# [Exercise objective]
Could you copy each line of the listing that holds "collect"?

# [Data for processing]
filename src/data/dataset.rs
// Copyright (C) 2024 Bellande Artificial Intelligence Computer Vision Research Innovation Center, Ronaldson Bellande

// This program is free software: you can redistribute it and/or modify
// it under the terms of the GNU General Public License as published by
// the Free Software Foundation, either version 3 of the License, or
// (at your option) any later version.

// This program is distributed in the hope that it will be useful,
// but WITHOUT ANY WARRANTY; without even the implied warranty of
// MERCHANTABILITY or FITNESS FOR A PARTICULAR PURPOSE.  See the
// GNU General Public License for more details.

// You should have received a copy of the GNU General Public License
// along with this program.  If not, see <https://www.gnu.org/licenses/>.

use crate::core::{error::StegoError, tensor::Tensor};

/// Trait defining the interface for datasets
pub trait Dataset: Send + Sync {
    fn len(&self) -> usize;
    fn get(&self, index: usize) -> Result<(Tensor, usize), StegoError>;
    fn is_empty(&self) -> bool {
        self.len() == 0
    }
    fn num_classes(&self) -> usize;
}
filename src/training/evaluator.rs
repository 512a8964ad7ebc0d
// Copyright (C) 2024 Bellande Artificial Intelligence Computer Vision Research Innovation Center, Ronaldson Bellande

// This program is free software: you can redistribute it and/or modify
// it under the terms of the GNU General Public License as published by
// the Free Software Foundation, either version 3 of the License, or
// (at your option) any later version.

// This program is distributed in the hope that it will be useful,
// but WITHOUT ANY WARRANTY; without even the implied warranty of
// MERCHANTABILITY or FITNESS FOR A PARTICULAR PURPOSE.  See the
// GNU General Public License for more details.

// You should have received a copy of the GNU General Public License
// along with this program.  If not, see <https://www.gnu.org/licenses/>.

use crate::core::error::StegoError;
use crate::data::dataloader::DataLoader;
use crate::data::label_space::LabelSpace;
use crate::metrics::metrics::{per_class_accuracy, ratio, Accuracy, Metric};
use crate::models::classifier::{check_scores, Classifier};

/// Accuracy of a single class bucket.
#[derive(Clone, Debug, PartialEq)]
pub struct ClassAccuracy {
    pub name: String,
    pub correct: usize,
    pub total: usize,
}

impl ClassAccuracy {
    pub fn accuracy(&self) -> f32 {
        ratio(self.correct, self.total)
    }
}

#[derive(Clone, Debug, PartialEq)]
pub struct EvaluationReport {
    pub correct: usize,
    pub total: usize,
    pub per_class: Vec<ClassAccuracy>,
}

impl EvaluationReport {
    /// Overall accuracy in percent, rounded to three decimals.
    pub fn accuracy_percent(&self) -> f32 {
        round3(100.0 * ratio(self.correct, self.total))
    }
}

fn round3(value: f32) -> f32 {
    (value * 1000.0).round() / 1000.0
}

pub struct Evaluator {
    classifier: Box<dyn Classifier>,
}

impl Evaluator {
    pub fn new(classifier: Box<dyn Classifier>) -> Self {
        Evaluator { classifier }
    }

    /// Runs one pass over `loader`, scoring overall and per-class accuracy.
    ///
    /// The loader yields dense labels; both labels and predictions are mapped
    /// to registry bitmasks through `label_space` before per-class regrouping.
    pub fn evaluate(
        &mut self,
        loader: &mut DataLoader,
        label_space: &LabelSpace,
    ) -> Result<EvaluationReport, StegoError> {
        let num_classes = label_space.num_classes();
        if self.classifier.num_classes() != num_classes {
            return Err(StegoError::ConfigurationError(format!(
                "classifier predicts {} classes but the dataset has {}",
                self.classifier.num_classes(),
                num_classes
            )));
        }

        self.classifier.eval();

        let mut metric = Accuracy::new();
        let mut predicted_bits = Vec::new();
        let mut label_bits = Vec::new();

        for batch in loader.iter() {
            let batch = batch?;
            let scores = self.classifier.forward(&batch.images)?;
            check_scores(&scores, batch.len(), num_classes)?;

            metric.update(&scores, &batch.labels)?;
            let predicted = scores.argmax_rows()?;

            predicted_bits.extend(label_space.to_bitmasks(&predicted)?);
            label_bits.extend(label_space.to_bitmasks(&batch.labels)?);

            log::debug!("{}: {:.3}%", metric.name(), round3(100.0 * metric.compute()));
        }

        let buckets = per_class_accuracy(
            &predicted_bits,
            &label_bits,
            &label_space.indexed_classes(),
        );
        let per_class = label_space
            .classes()
            .iter()
            .zip(buckets)
            .map(|(class, (correct, total))| ClassAccuracy {
                name: class.name.clone(),
                correct,
                total,
            })
            .collect();

        let (correct, total) = metric.counts();
        let report = EvaluationReport {
            correct,
            total,
            per_class,
        };
        log::info!("Accuracy at end of epoch: {}%", report.accuracy_percent());
        Ok(report)
    }
}
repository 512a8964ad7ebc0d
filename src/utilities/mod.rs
pub mod config;
// Copyright (C) 2024 Bellande Artificial Intelligence Computer Vision Research Innovation Center, Ronaldson Bellande

// This program is free software: you can redistribute it and/or modify
// it under the terms of the GNU General Public License as published by
// the Free Software Foundation, either version 3 of the License, or
// (at your option) any later version.

// This program is distributed in the hope that it will be useful,
// but WITHOUT ANY WARRANTY; without even the implied warranty of
// MERCHANTABILITY or FITNESS FOR A PARTICULAR PURPOSE.  See the
// GNU General Public License for more details.

// You should have received a copy of the GNU General Public License
// along with this program.  If not, see <https://www.gnu.org/licenses/>.

use crate::core::{error::StegoError, tensor::Tensor};
use crate::data::dataset::Dataset;
use crate::data::dataset_spec::DatasetSpec;
use crate::data::discovery::{discover, filter_manifest};
use crate::data::label_space::LabelSpace;
use crate::data::transform::TransformPipeline;

/// Random-access dataset over per-class steganography folders.
///
/// Construction does all the discovery and filtering work; afterwards the
/// dataset is read-only and `get` may be called from several threads.
pub struct StegoDataset {
    spec: DatasetSpec,
    label_space: LabelSpace,
    transform: TransformPipeline,
}

impl StegoDataset {
    pub fn new(spec: DatasetSpec) -> Result<Self, StegoError> {
        spec.validate()?;

        let registry = spec.registry()?;
        let classes = registry.resolve(&spec.classes)?;

        let manifest = discover(&spec.root, &classes, spec.mode, spec.down_sample_size)?;
        let manifest = filter_manifest(manifest, spec.color_channel);
        let label_space = LabelSpace::build(manifest);

        log::info!(
            "{} dataset from {}: {} samples, classes {:?}, sizes {:?}",
            spec.mode,
            spec.root.display(),
            label_space.len(),
            label_space.class_names(),
            label_space.dataset_sizes()
        );

        let transform = TransformPipeline::new(spec.image_size, spec.extract_lsb);

        Ok(StegoDataset {
            spec,
            label_space,
            transform,
        })
    }

    pub fn spec(&self) -> &DatasetSpec {
        &self.spec
    }

    pub fn label_space(&self) -> &LabelSpace {
        &self.label_space
    }

    pub fn transform(&self) -> &TransformPipeline {
        &self.transform
    }

    /// Retained samples per class, in dense label order.
    pub fn dataset_sizes(&self) -> &[usize] {
        self.label_space.dataset_sizes()
    }

    /// Names of the retained classes, in dense label order.
    pub fn class_labels(&self) -> Vec<&str> {
        self.label_space.class_names()
    }

    pub fn labels(&self) -> Vec<usize> {
        self.label_space.labels()
    }
}

impl Dataset for StegoDataset {
    fn len(&self) -> usize {
        self.label_space.len()
    }

    fn num_classes(&self) -> usize {
        self.label_space.num_classes()
    }

    /// Loads and transforms the sample from disk on every call.
    fn get(&self, index: usize) -> Result<(Tensor, usize), StegoError> {
        let sample = self.label_space.sample(index)?;
        let image = self.transform.load(&sample.path)?;
        Ok((image, sample.label))
    }
}
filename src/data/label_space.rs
// Copyright (C) 2024 Bellande Artificial Intelligence Computer Vision Research Innovation Center, Ronaldson Bellande

// This program is free software: you can redistribute it and/or modify
// it under the terms of the GNU General Public License as published by
// the Free Software Foundation, either version 3 of the License, or
// (at your option) any later version.

// This program is distributed in the hope that it will be useful,
// but WITHOUT ANY WARRANTY; without even the implied warranty of
// MERCHANTABILITY or FITNESS FOR A PARTICULAR PURPOSE.  See the
// GNU General Public License for more details.

// You should have received a copy of the GNU General Public License
// along with this program.  If not, see <https://www.gnu.org/licenses/>.

use crate::core::error::StegoError;
use crate::data::discovery::ClassFiles;
use crate::data::stego_type::{ClassEntry, IndexedClass};
use std::path::{Path, PathBuf};

/// One retained file and its dense class index.
#[derive(Clone, Debug, PartialEq, Eq)]
pub struct FlatSample {
    pub path: PathBuf,
    pub label: usize,
}

/// Flattened view of a filtered manifest.
///
/// Dense labels are positions in `classes`, which is the retained class order.
/// They are not the registry bitmasks; `to_bitmask` converts between the two.
#[derive(Clone, Debug, Default, PartialEq, Eq)]
pub struct LabelSpace {
    samples: Vec<FlatSample>,
    dataset_sizes: Vec<usize>,
    classes: Vec<ClassEntry>,
}

impl LabelSpace {
    pub fn build(manifest: Vec<ClassFiles>) -> Self {
        let mut samples = Vec::new();
        let mut dataset_sizes = Vec::with_capacity(manifest.len());
        let mut classes = Vec::with_capacity(manifest.len());

        for (label, ClassFiles { class, files }) in manifest.into_iter().enumerate() {
            dataset_sizes.push(files.len());
            samples.extend(files.into_iter().map(|path| FlatSample { path, label }));
            classes.push(class);
        }

        LabelSpace {
            samples,
            dataset_sizes,
            classes,
        }
    }

    pub fn len(&self) -> usize {
        self.samples.len()
    }

    pub fn is_empty(&self) -> bool {
        self.samples.is_empty()
    }

    pub fn samples(&self) -> &[FlatSample] {
        &self.samples
    }

    pub fn sample(&self, index: usize) -> Result<&FlatSample, StegoError> {
        self.samples.get(index).ok_or(StegoError::IndexOutOfRange {
            index,
            len: self.samples.len(),
        })
    }

    pub fn files(&self) -> Vec<&Path> {
        self.samples.iter().map(|s| s.path.as_path()).collect()
    }

    pub fn labels(&self) -> Vec<usize> {
        self.samples.iter().map(|s| s.label).collect()
    }

    pub fn dataset_sizes(&self) -> &[usize] {
        &self.dataset_sizes
    }

    pub fn classes(&self) -> &[ClassEntry] {
        &self.classes
    }

    pub fn class_names(&self) -> Vec<&str> {
        self.classes.iter().map(|c| c.name.as_str()).collect()
    }

    pub fn num_classes(&self) -> usize {
        self.classes.len()
    }

    /// Retained classes paired with their dense index.
    pub fn indexed_classes(&self) -> Vec<IndexedClass<'_>> {
        self.classes
            .iter()
            .enumerate()
            .map(|(index, entry)| IndexedClass { entry, index })
            .collect()
    }

    pub fn to_bitmask(&self, label: usize) -> Result<u32, StegoError> {
        self.classes
            .get(label)
            .map(|c| c.bitmask)
            .ok_or(StegoError::IndexOutOfRange {
                index: label,
                len: self.classes.len(),
            })
    }

    pub fn to_bitmasks(&self, labels: &[usize]) -> Result<Vec<u32>, StegoError> {
        labels.iter().map(|&label| self.to_bitmask(label)).collect()
    }
}
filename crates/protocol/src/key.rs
//! Metric key identity
//!
//! A `MetricKey` names one monitored value: an ordered path (e.g.
//! `["svc", "latency"]`) plus the datapoint being observed (e.g. `mean`,
//! `count`). Keys are the lookup identity for refresh timers, so they are
//! hashable and totally ordered.

use std::fmt;
use std::fmt::Write as _;

/// One segment of a metric path.
///
/// Integer segments render as decimal; symbolic names render as their
/// literal text and are carried as `Text`.
#[derive(Debug, Clone, PartialEq, Eq, Hash, PartialOrd, Ord)]
pub enum Segment {
    /// Textual or symbolic path element
    Text(String),
    /// Numeric path element (e.g. a worker index)
    Int(i64),
}

impl Segment {
    /// Append this segment's string form to `out`
    fn write_to(&self, out: &mut String) {
        match self {
            Self::Text(s) => out.push_str(s),
            Self::Int(n) => {
                let _ = write!(out, "{n}");
            }
        }
    }
}

impl From<&str> for Segment {
    fn from(s: &str) -> Self {
        Self::Text(s.to_string())
    }
}

impl From<String> for Segment {
    fn from(s: String) -> Self {
        Self::Text(s)
    }
}

impl From<i64> for Segment {
    fn from(n: i64) -> Self {
        Self::Int(n)
    }
}

impl fmt::Display for Segment {
    fn fmt(&self, f: &mut fmt::Formatter<'_>) -> fmt::Result {
        match self {
            Self::Text(s) => f.write_str(s),
            Self::Int(n) => write!(f, "{n}"),
        }
    }
}

/// Identity of a monitored value.
///
/// Two keys are equal iff their segment sequences and datapoint name are
/// equal.
#[derive(Debug, Clone, PartialEq, Eq, Hash, PartialOrd, Ord)]
pub struct MetricKey {
    segments: Vec<Segment>,
    datapoint: String,
}

impl MetricKey {
    /// Build a key from path segments and a datapoint name
    pub fn new<I, S>(segments: I, datapoint: impl Into<String>) -> Self
    where
        I: IntoIterator<Item = S>,
        S: Into<Segment>,
    {
        Self {
            segments: segments.into_iter().map(Into::into).collect(),
            datapoint: datapoint.into(),
        }
    }

    /// Path segments, in order
    pub fn segments(&self) -> &[Segment] {
        &self.segments
    }

    /// Datapoint name (e.g. `mean`, `count`)
    pub fn datapoint(&self) -> &str {
        &self.datapoint
    }

    /// Flatten to a single string: segments in string form joined by
    /// `sep`, datapoint appended last.
    ///
    /// Deterministic, no error cases.
    pub fn flatten(&self, sep: char) -> String {
        let mut out = String::new();
        for segment in &self.segments {
            segment.write_to(&mut out);
            out.push(sep);
        }
        out.push_str(&self.datapoint);
        out
    }
}

impl fmt::Display for MetricKey {
    fn fmt(&self, f: &mut fmt::Formatter<'_>) -> fmt::Result {
        f.write_str(&self.flatten(crate::GRAPHITE_KEY_SEPARATOR))
    }
}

# [Response area]
            .collect();
        self.samples.iter().map(|s| s.path.as_path()).collect()
        self.samples.iter().map(|s| s.label).collect()
        self.classes.iter().map(|c| c.name.as_str()).collect()
            .collect()
        labels.iter().map(|&label| self.to_bitmask(label)).collect()
            segments: segments.into_iter().map(Into::into).collect(),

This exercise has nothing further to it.